> **TASK OBJECTIVE**
Read the records below and report each line in which "candidate" occurs.
——————————
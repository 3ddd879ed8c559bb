//! Game titles a team can compete in and the player roles each title allows

use crate::error::{LeagueError, Result};

/// A game title and its enumerated roles; an empty role list means unrestricted
#[derive(Debug, Clone, Copy, PartialEq, Eq)]
pub struct GenreProfile {
    pub name: &'static str,
    pub roles: &'static [&'static str],
}

const STANDARD_GENRES: &[GenreProfile] = &[
    GenreProfile {
        name: "Pes",
        roles: &[],
    },
    GenreProfile {
        name: "Fifa",
        roles: &[],
    },
    GenreProfile {
        name: "Valorant",
        roles: &["Duelist", "Initiator", "Sentinel", "Controller"],
    },
    GenreProfile {
        name: "CS2",
        roles: &["AWPer", "Rifler", "Support", "IGL"],
    },
    GenreProfile {
        name: "Dota 2",
        roles: &[],
    },
    GenreProfile {
        name: "League of Legends",
        roles: &[],
    },
    GenreProfile {
        name: "Overwatch",
        roles: &[],
    },
    GenreProfile {
        name: "Call of Duty",
        roles: &["Slayer", "Support", "Objective", "Anchor"],
    },
];

/// Roles accepted for players of a given genre
#[derive(Debug, Clone, Copy, PartialEq, Eq)]
pub enum RoleRule {
    Restricted(&'static [&'static str]),
    Unrestricted,
}

/// Lookup table from genre to valid roles
#[derive(Debug, Clone)]
pub struct GenreCatalog {
    profiles: &'static [GenreProfile],
    default_genre: &'static str,
}

impl Default for GenreCatalog {
    fn default() -> Self {
        Self::standard()
    }
}

impl GenreCatalog {
    /// The built-in list of supported game titles
    pub fn standard() -> Self {
        Self {
            profiles: STANDARD_GENRES,
            default_genre: "Valorant",
        }
    }

    pub fn genres(&self) -> impl Iterator<Item = &'static str> + '_ {
        self.profiles.iter().map(|profile| profile.name)
    }

    pub fn default_genre(&self) -> &'static str {
        self.default_genre
    }

    fn profile(&self, genre: &str) -> Option<&GenreProfile> {
        let genre = genre.trim();
        self.profiles
            .iter()
            .find(|profile| profile.name.eq_ignore_ascii_case(genre))
    }

    /// Canonical spelling of a supported genre, matched case-insensitively
    pub fn canonical_genre(&self, genre: &str) -> Result<&'static str> {
        self.profile(genre).map(|profile| profile.name).ok_or_else(|| {
            LeagueError::validation(format!(
                "Unknown genre '{}'. Choose one of: {}",
                genre.trim(),
                self.genres().collect::<Vec<_>>().join(", ")
            ))
            .into()
        })
    }

    /// Role rule for a genre; unrecognized genres are unrestricted
    pub fn roles_for(&self, genre: &str) -> RoleRule {
        match self.profile(genre) {
            Some(profile) if !profile.roles.is_empty() => RoleRule::Restricted(profile.roles),
            _ => RoleRule::Unrestricted,
        }
    }

    /// Validate a role for a team of the given genre, returning its stored spelling
    pub fn validate_role(&self, genre: &str, role: &str) -> Result<String> {
        let role = role.trim();
        if role.is_empty() {
            return Err(LeagueError::validation("Role cannot be empty").into());
        }

        match self.roles_for(genre) {
            RoleRule::Unrestricted => Ok(role.to_string()),
            RoleRule::Restricted(roles) => roles
                .iter()
                .find(|candidate| candidate.eq_ignore_ascii_case(role))
                .map(|candidate| candidate.to_string())
                .ok_or_else(|| {
                    LeagueError::validation(format!(
                        "'{}' is not a {} role. Choose one of: {}",
                        role,
                        genre,
                        roles.join(", ")
                    ))
                    .into()
                }),
        }
    }
}
//! Interactive console front end
//!
//! A numbered main menu drives the league manager. Input is validated at this
//! boundary, every operation's error is reported and the loop continues, and
//! the loop ends on the exit option or when input runs out.

pub mod prompt;
pub mod render;

pub use prompt::{is_input_closed, InputClosed, Prompt};

use crate::error::{classify, LeagueError, Result};
use crate::league::{LeagueManager, OutcomeSource, PlayerChanges, RoleRule, TeamChanges};
use crate::storage::{LeagueStore, TeamOrder};
use crate::types::{MatchId, PlayerId, TeamId};
use crate::utils::{format_date, parse_date, parse_id, parse_schedule_date, DATE_FORMAT};
use chrono::NaiveDate;
use std::io::{BufRead, Write};
use tracing::{debug, warn};

/// Main menu entries in display order
#[derive(Debug, Clone, Copy, PartialEq, Eq)]
pub enum MenuOption {
    CreateTeam,
    ListTeams,
    AddPlayer,
    ListPlayers,
    ScheduleMatch,
    SimulateMatches,
    MatchHistory,
    Leaderboard,
    UpdateTeam,
    DeleteTeam,
    UpdatePlayer,
    DeletePlayer,
    UpdateMatch,
    DeleteMatch,
    Exit,
}

impl MenuOption {
    pub const ALL: [MenuOption; 15] = [
        MenuOption::CreateTeam,
        MenuOption::ListTeams,
        MenuOption::AddPlayer,
        MenuOption::ListPlayers,
        MenuOption::ScheduleMatch,
        MenuOption::SimulateMatches,
        MenuOption::MatchHistory,
        MenuOption::Leaderboard,
        MenuOption::UpdateTeam,
        MenuOption::DeleteTeam,
        MenuOption::UpdatePlayer,
        MenuOption::DeletePlayer,
        MenuOption::UpdateMatch,
        MenuOption::DeleteMatch,
        MenuOption::Exit,
    ];

    pub fn key(self) -> &'static str {
        match self {
            MenuOption::CreateTeam => "1",
            MenuOption::ListTeams => "2",
            MenuOption::AddPlayer => "3",
            MenuOption::ListPlayers => "4",
            MenuOption::ScheduleMatch => "5",
            MenuOption::SimulateMatches => "6",
            MenuOption::MatchHistory => "7",
            MenuOption::Leaderboard => "8",
            MenuOption::UpdateTeam => "9",
            MenuOption::DeleteTeam => "10",
            MenuOption::UpdatePlayer => "11",
            MenuOption::DeletePlayer => "12",
            MenuOption::UpdateMatch => "13",
            MenuOption::DeleteMatch => "14",
            MenuOption::Exit => "0",
        }
    }

    pub fn label(self) -> &'static str {
        match self {
            MenuOption::CreateTeam => "Create Team",
            MenuOption::ListTeams => "List all teams",
            MenuOption::AddPlayer => "Add Player",
            MenuOption::ListPlayers => "List all players",
            MenuOption::ScheduleMatch => "Schedule Match",
            MenuOption::SimulateMatches => "Simulate Matches",
            MenuOption::MatchHistory => "Match History",
            MenuOption::Leaderboard => "Leaderboard",
            MenuOption::UpdateTeam => "Update Team",
            MenuOption::DeleteTeam => "Delete Team",
            MenuOption::UpdatePlayer => "Update Player",
            MenuOption::DeletePlayer => "Delete Player",
            MenuOption::UpdateMatch => "Update Match",
            MenuOption::DeleteMatch => "Delete Match",
            MenuOption::Exit => "Exit",
        }
    }

    pub fn from_key(key: &str) -> Option<Self> {
        let key = key.trim();
        Self::ALL.iter().copied().find(|option| option.key() == key)
    }
}
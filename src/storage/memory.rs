//! In-memory league storage with optional JSON snapshot persistence
//!
//! Reads and writes go straight to the live tables. `begin` takes a savepoint
//! (a clone of the tables), `rollback` restores it, and `commit` drops it after
//! writing the snapshot file when one is configured. The file is written to a
//! temporary sibling and renamed into place, so a crash never leaves it torn.

use crate::error::{LeagueError, Result};
use crate::storage::{LeagueStore, MatchFilter, MatchOrder, Tables, TeamOrder, TeamRemoval};
use crate::types::{Match, MatchId, NewMatch, NewPlayer, NewTeam, Player, PlayerId, Team, TeamId};
use std::fs;
use std::path::{Path, PathBuf};
use tracing::{debug, info, warn};

/// In-memory league storage implementation
#[derive(Debug, Default)]
pub struct InMemoryLeagueStore {
    tables: Tables,
    savepoint: Option<Tables>,
    snapshot_path: Option<PathBuf>,
    closed: bool,
}

impl InMemoryLeagueStore {
    /// Create an empty store that never touches disk
    pub fn new() -> Self {
        Self::default()
    }

    /// Open a store backed by a JSON snapshot file, loading it if it exists
    pub fn open(path: impl AsRef<Path>) -> Result<Self> {
        let path = path.as_ref().to_path_buf();

        let tables = if path.exists() {
            let contents = fs::read_to_string(&path).map_err(|e| {
                LeagueError::persistence(format!("failed to read {}: {}", path.display(), e))
            })?;
            let tables: Tables = serde_json::from_str(&contents).map_err(|e| {
                LeagueError::persistence(format!("failed to parse {}: {}", path.display(), e))
            })?;
            info!(
                "Loaded league database from {} ({} teams, {} players, {} matches)",
                path.display(),
                tables.teams.len(),
                tables.players.len(),
                tables.matches.len()
            );
            tables
        } else {
            info!("Creating new league database at {}", path.display());
            Tables::default()
        };

        Ok(Self {
            tables,
            savepoint: None,
            snapshot_path: Some(path),
            closed: false,
        })
    }

    /// Snapshot file backing this store, if any
    pub fn snapshot_path(&self) -> Option<&Path> {
        self.snapshot_path.as_deref()
    }

    pub fn in_transaction(&self) -> bool {
        self.savepoint.is_some()
    }

    /// Current table contents (for inspection and tests)
    pub fn tables(&self) -> &Tables {
        &self.tables
    }

    fn ensure_open(&self) -> Result<()> {
        if self.closed {
            return Err(LeagueError::persistence("the store session is closed").into());
        }
        Ok(())
    }

    fn writable(&mut self) -> Result<&mut Tables> {
        self.ensure_open()?;
        if self.savepoint.is_none() {
            return Err(LeagueError::persistence("write attempted outside a transaction").into());
        }
        Ok(&mut self.tables)
    }

    fn write_snapshot(&self, path: &Path) -> Result<()> {
        if let Some(parent) = path.parent() {
            if !parent.as_os_str().is_empty() {
                fs::create_dir_all(parent).map_err(|e| {
                    LeagueError::persistence(format!(
                        "failed to create {}: {}",
                        parent.display(),
                        e
                    ))
                })?;
            }
        }

        let json = serde_json::to_string_pretty(&self.tables)
            .map_err(|e| LeagueError::persistence(format!("failed to serialize tables: {}", e)))?;

        let temp_path = path.with_extension("json.tmp");
        let written = fs::write(&temp_path, json)
            .map_err(|e| format!("failed to write {}: {}", temp_path.display(), e))
            .and_then(|()| {
                fs::rename(&temp_path, path)
                    .map_err(|e| format!("failed to replace {}: {}", path.display(), e))
            });
        if let Err(message) = written {
            // Leave no stale temp file next to the snapshot
            if let Err(e) = fs::remove_file(&temp_path) {
                debug!("Could not remove {}: {}", temp_path.display(), e);
            }
            return Err(LeagueError::persistence(message).into());
        }

        debug!("Wrote league snapshot to {}", path.display());
        Ok(())
    }
}

impl LeagueStore for InMemoryLeagueStore {
    fn get_team(&self, id: TeamId) -> Result<Option<Team>> {
        self.ensure_open()?;
        Ok(self.tables.team(id).cloned())
    }

    fn get_player(&self, id: PlayerId) -> Result<Option<Player>> {
        self.ensure_open()?;
        Ok(self.tables.player(id).cloned())
    }

    fn get_match(&self, id: MatchId) -> Result<Option<Match>> {
        self.ensure_open()?;
        Ok(self.tables.match_record(id).cloned())
    }

    fn list_teams(&self, order: TeamOrder) -> Result<Vec<Team>> {
        self.ensure_open()?;
        Ok(self.tables.teams_ordered(order))
    }

    fn list_players(&self, team_id: TeamId) -> Result<Vec<Player>> {
        self.ensure_open()?;
        Ok(self.tables.players_of(team_id))
    }

    fn list_matches(&self, filter: MatchFilter, order: MatchOrder) -> Result<Vec<Match>> {
        self.ensure_open()?;
        Ok(self.tables.matches_where(filter, order))
    }

    fn insert_team(&mut self, team: NewTeam) -> Result<Team> {
        Ok(self.writable()?.insert_team(team))
    }

    fn insert_player(&mut self, player: NewPlayer) -> Result<Player> {
        self.writable()?.insert_player(player)
    }

    fn insert_match(&mut self, new_match: NewMatch) -> Result<Match> {
        self.writable()?.insert_match(new_match)
    }

    fn update_team(&mut self, team: &Team) -> Result<()> {
        self.writable()?.update_team(team)
    }

    fn update_player(&mut self, player: &Player) -> Result<()> {
        self.writable()?.update_player(player)
    }

    fn update_match(&mut self, record: &Match) -> Result<()> {
        self.writable()?.update_match(record)
    }

    fn delete_team(&mut self, id: TeamId) -> Result<Option<TeamRemoval>> {
        Ok(self.writable()?.delete_team(id))
    }

    fn delete_player(&mut self, id: PlayerId) -> Result<bool> {
        Ok(self.writable()?.delete_player(id))
    }

    fn delete_match(&mut self, id: MatchId) -> Result<bool> {
        Ok(self.writable()?.delete_match(id))
    }

    fn begin(&mut self) -> Result<()> {
        self.ensure_open()?;
        if self.savepoint.is_some() {
            return Err(LeagueError::persistence("a transaction is already open").into());
        }
        self.savepoint = Some(self.tables.clone());
        Ok(())
    }

    fn commit(&mut self) -> Result<()> {
        self.ensure_open()?;
        if self.savepoint.is_none() {
            return Err(LeagueError::persistence("no transaction to commit").into());
        }

        if let Some(path) = &self.snapshot_path {
            // The savepoint stays in place on failure so the caller can roll back
            self.write_snapshot(path)?;
        }

        self.savepoint = None;
        Ok(())
    }

    fn rollback(&mut self) -> Result<()> {
        match self.savepoint.take() {
            Some(savepoint) => {
                self.tables = savepoint;
                debug!("Transaction rolled back");
                Ok(())
            }
            None => Err(LeagueError::persistence("no transaction to roll back").into()),
        }
    }

    fn close(&mut self) -> Result<()> {
        if self.closed {
            return Ok(());
        }
        if self.savepoint.is_some() {
            warn!("Closing store with an open transaction; rolling it back");
            self.rollback()?;
        }
        self.closed = true;
        info!("League store session closed");
        Ok(())
    }
}

#[cfg(test)]
mod tests {
    use super::*;
    use crate::storage::in_transaction;
    use tempfile::TempDir;

    fn new_team(name: &str) -> NewTeam {
        NewTeam {
            name: name.to_string(),
            genre: "Valorant".to_string(),
        }
    }

    #[test]
    fn test_writes_require_a_transaction() {
        let mut store = InMemoryLeagueStore::new();
        let err = store.insert_team(new_team("Fnatic")).unwrap_err();
        assert_eq!(
            err.to_string(),
            "Persistence error: write attempted outside a transaction"
        );
        assert!(store.list_teams(TeamOrder::Id).unwrap().is_empty());
    }

    #[test]
    fn test_commit_keeps_writes() {
        let mut store = InMemoryLeagueStore::new();
        let team = in_transaction(&mut store, |store| store.insert_team(new_team("Fnatic"))).unwrap();

        assert!(!store.in_transaction());
        assert_eq!(store.get_team(team.id).unwrap(), Some(team));
    }

    #[test]
    fn test_rollback_restores_savepoint() {
        let mut store = InMemoryLeagueStore::new();
        in_transaction(&mut store, |store| store.insert_team(new_team("Fnatic"))).unwrap();

        let result: Result<()> = in_transaction(&mut store, |store| {
            store.insert_team(new_team("Paper Rex"))?;
            store.delete_team(1)?;
            Err(LeagueError::persistence("simulated failure").into())
        });

        assert!(result.is_err());
        let names: Vec<String> = store
            .list_teams(TeamOrder::Id)
            .unwrap()
            .into_iter()
            .map(|team| team.name)
            .collect();
        assert_eq!(names, vec!["Fnatic"]);
    }

    #[test]
    fn test_nested_begin_is_rejected() {
        let mut store = InMemoryLeagueStore::new();
        store.begin().unwrap();
        assert!(store.begin().is_err());
        store.rollback().unwrap();
        assert!(store.rollback().is_err());
    }

    #[test]
    fn test_snapshot_round_trip() {
        let dir = TempDir::new().unwrap();
        let path = dir.path().join("league.json");

        {
            let mut store = InMemoryLeagueStore::open(&path).unwrap();
            in_transaction(&mut store, |store| {
                let team = store.insert_team(new_team("Fnatic"))?;
                store.insert_player(NewPlayer {
                    name: "Boaster".to_string(),
                    role: "Controller".to_string(),
                    team_id: team.id,
                })
            })
            .unwrap();

            // Rolled back work never reaches the file
            store.begin().unwrap();
            store.insert_team(new_team("Uncommitted")).unwrap();
            store.close().unwrap();
        }

        let reopened = InMemoryLeagueStore::open(&path).unwrap();
        let teams = reopened.list_teams(TeamOrder::Id).unwrap();
        assert_eq!(teams.len(), 1);
        assert_eq!(teams[0].name, "Fnatic");
        assert_eq!(reopened.list_players(teams[0].id).unwrap().len(), 1);
    }

    #[test]
    fn test_commit_failure_keeps_savepoint() {
        let dir = TempDir::new().unwrap();
        // A directory where the snapshot file should be makes the rename fail
        let path = dir.path().join("league.json");
        std::fs::create_dir(&path).unwrap();

        let mut store = InMemoryLeagueStore {
            snapshot_path: Some(path.clone()),
            ..InMemoryLeagueStore::default()
        };

        let result = in_transaction(&mut store, |store| store.insert_team(new_team("Fnatic")));
        assert!(result.is_err());
        assert!(!store.in_transaction());
        assert!(store.list_teams(TeamOrder::Id).unwrap().is_empty());
        assert!(!path.with_extension("json.tmp").exists());
        assert!(path.is_dir());
    }

    #[test]
    fn test_closed_store_rejects_access() {
        let mut store = InMemoryLeagueStore::new();
        store.close().unwrap();
        assert!(store.get_team(1).is_err());
        assert!(store.begin().is_err());
        assert!(store.close().is_ok());
    }

    #[test]
    fn test_corrupt_snapshot_is_reported() {
        let dir = TempDir::new().unwrap();
        let path = dir.path().join("league.json");
        std::fs::write(&path, "{ not json").unwrap();

        let err = InMemoryLeagueStore::open(&path).unwrap_err();
        assert!(matches!(
            err.downcast_ref::<LeagueError>(),
            Some(LeagueError::Persistence { .. })
        ));
    }
}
——————————
> **EXERCISE RESULT**
                .find(|candidate| candidate.eq_ignore_ascii_case(role))
                .map(|candidate| candidate.to_string())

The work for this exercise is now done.